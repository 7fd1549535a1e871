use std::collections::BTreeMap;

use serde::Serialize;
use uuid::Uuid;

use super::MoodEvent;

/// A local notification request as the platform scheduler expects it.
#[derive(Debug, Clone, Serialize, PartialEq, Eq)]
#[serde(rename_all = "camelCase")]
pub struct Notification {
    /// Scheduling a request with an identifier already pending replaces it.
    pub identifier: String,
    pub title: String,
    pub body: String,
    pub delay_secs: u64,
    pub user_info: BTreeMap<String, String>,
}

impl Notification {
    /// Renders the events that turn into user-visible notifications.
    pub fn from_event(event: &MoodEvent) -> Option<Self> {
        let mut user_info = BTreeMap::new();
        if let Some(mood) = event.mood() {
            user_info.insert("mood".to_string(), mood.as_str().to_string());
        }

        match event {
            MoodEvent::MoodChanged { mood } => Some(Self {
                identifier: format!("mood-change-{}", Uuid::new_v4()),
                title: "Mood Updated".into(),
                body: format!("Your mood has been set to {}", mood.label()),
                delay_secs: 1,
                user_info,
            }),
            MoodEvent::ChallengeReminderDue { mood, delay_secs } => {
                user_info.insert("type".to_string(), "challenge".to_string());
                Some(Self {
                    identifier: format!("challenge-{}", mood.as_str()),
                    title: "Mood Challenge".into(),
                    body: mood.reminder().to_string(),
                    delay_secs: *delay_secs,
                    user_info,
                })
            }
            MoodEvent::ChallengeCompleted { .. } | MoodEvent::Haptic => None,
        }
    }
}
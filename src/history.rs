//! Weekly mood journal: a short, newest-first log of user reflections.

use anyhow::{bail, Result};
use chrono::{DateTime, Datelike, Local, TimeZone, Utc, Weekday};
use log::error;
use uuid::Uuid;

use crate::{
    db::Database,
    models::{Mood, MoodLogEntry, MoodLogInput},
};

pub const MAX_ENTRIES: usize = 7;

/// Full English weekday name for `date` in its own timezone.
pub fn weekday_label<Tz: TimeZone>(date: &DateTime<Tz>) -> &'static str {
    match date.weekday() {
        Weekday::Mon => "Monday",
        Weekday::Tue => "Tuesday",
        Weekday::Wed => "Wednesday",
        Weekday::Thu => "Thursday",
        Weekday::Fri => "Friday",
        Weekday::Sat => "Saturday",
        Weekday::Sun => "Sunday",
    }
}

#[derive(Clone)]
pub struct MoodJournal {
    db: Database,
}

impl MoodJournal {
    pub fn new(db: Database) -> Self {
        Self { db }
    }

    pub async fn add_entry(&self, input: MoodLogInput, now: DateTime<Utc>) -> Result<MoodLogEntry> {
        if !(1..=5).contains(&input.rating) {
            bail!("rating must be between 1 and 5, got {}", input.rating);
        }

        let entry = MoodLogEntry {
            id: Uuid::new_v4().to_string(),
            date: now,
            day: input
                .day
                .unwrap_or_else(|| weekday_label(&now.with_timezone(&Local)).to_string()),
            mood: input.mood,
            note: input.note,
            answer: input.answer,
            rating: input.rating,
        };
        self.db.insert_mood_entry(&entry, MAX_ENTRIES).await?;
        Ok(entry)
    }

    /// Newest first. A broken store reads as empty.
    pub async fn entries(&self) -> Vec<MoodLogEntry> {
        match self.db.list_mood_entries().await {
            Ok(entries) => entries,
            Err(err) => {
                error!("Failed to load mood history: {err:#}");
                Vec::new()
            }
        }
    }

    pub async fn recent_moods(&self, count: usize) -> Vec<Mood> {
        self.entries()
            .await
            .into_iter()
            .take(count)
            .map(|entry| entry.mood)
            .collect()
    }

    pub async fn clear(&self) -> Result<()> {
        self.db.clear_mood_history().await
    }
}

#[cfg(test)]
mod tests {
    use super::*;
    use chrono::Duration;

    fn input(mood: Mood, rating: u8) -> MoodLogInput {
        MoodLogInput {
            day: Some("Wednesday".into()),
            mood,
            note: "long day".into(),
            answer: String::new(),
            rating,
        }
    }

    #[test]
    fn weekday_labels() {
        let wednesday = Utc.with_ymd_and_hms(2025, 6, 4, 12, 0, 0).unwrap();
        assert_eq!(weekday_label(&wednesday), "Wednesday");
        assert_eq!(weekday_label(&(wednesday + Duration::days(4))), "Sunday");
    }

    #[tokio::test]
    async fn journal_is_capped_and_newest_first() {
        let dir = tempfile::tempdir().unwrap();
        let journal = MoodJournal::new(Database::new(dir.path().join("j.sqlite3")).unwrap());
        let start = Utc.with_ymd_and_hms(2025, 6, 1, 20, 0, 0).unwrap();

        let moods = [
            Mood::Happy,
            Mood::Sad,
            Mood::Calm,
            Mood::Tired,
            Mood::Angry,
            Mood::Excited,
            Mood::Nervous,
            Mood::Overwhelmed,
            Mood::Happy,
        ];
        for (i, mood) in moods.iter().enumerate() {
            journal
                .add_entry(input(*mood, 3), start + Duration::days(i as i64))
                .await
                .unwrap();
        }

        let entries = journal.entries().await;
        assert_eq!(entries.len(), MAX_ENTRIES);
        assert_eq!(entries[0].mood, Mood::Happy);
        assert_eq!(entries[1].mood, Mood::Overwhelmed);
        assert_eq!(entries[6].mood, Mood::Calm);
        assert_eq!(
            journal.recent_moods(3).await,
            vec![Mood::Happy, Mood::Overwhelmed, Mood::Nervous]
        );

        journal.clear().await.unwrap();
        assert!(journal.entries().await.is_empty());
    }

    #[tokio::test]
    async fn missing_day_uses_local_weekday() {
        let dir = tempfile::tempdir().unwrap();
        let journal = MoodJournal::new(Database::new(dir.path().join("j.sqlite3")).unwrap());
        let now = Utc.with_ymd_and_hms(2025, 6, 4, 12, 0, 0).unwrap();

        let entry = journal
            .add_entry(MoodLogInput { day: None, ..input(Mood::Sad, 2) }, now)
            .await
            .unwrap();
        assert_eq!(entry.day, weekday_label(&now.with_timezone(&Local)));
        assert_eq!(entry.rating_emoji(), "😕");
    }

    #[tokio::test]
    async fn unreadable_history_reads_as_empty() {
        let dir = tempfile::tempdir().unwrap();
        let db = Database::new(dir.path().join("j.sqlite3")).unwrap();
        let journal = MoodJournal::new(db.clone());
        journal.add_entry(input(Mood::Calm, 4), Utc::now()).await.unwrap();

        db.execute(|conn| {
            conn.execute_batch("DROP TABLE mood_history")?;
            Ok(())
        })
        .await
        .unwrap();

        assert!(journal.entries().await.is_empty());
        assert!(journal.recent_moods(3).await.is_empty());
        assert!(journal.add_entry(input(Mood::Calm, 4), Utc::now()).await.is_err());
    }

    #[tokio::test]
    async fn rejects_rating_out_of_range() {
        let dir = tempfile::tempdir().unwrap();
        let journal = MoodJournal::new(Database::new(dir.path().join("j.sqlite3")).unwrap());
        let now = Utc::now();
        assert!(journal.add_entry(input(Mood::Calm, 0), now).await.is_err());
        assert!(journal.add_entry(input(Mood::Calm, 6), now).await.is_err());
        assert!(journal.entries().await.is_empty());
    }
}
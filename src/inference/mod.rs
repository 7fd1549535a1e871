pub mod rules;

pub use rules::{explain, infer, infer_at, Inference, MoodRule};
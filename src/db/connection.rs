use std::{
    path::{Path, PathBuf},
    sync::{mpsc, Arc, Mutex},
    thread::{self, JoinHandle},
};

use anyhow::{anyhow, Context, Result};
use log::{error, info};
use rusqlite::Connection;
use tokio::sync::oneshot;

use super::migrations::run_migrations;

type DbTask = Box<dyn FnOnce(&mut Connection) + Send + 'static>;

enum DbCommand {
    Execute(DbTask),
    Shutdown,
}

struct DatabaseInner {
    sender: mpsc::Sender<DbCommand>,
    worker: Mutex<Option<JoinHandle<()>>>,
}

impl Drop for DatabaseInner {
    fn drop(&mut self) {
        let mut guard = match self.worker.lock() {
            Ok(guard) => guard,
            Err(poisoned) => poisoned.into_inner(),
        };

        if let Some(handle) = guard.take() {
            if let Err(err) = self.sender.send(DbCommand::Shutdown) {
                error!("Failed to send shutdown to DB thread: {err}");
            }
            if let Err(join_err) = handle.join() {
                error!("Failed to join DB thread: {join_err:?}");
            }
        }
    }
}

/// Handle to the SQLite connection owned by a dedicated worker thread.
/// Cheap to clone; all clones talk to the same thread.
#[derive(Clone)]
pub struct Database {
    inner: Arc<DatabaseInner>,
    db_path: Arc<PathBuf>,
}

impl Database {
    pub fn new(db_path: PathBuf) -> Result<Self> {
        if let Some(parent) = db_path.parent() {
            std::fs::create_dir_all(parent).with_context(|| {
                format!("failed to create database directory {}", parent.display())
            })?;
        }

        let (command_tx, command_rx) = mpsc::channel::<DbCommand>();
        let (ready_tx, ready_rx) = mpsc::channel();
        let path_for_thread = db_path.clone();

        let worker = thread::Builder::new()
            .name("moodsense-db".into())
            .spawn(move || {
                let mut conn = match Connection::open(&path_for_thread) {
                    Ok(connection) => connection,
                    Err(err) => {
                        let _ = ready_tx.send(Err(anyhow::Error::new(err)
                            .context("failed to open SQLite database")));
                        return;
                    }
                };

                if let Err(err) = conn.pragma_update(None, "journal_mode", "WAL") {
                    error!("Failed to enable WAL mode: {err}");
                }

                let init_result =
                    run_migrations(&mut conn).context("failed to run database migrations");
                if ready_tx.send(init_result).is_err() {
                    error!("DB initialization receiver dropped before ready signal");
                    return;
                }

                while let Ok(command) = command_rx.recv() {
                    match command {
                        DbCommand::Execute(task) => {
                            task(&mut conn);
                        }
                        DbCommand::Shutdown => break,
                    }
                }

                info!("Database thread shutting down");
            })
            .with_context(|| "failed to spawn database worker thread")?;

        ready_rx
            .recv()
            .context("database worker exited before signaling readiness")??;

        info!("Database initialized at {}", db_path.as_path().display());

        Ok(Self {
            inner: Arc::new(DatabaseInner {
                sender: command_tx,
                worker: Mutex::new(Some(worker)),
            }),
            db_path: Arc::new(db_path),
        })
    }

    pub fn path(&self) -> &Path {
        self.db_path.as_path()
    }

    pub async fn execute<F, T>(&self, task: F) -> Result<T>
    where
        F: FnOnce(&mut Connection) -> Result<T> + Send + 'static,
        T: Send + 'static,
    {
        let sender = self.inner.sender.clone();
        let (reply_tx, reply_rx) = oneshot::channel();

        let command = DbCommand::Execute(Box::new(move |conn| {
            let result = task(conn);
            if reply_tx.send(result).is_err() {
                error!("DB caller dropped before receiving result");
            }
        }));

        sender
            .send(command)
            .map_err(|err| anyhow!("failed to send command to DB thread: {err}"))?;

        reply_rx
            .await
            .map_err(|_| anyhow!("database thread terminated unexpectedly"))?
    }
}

☆ ☆ ☆ ☆ ☆ ☆ ☆

- **HOW TO COMPLETE THIS TASK**: Filter the listing above by the word "chrono"; copy each line that passes.

- **TASK RESPONSE**:
use chrono::{DateTime, Datelike, Local, TimeZone, Utc, Weekday};
    use chrono::Duration;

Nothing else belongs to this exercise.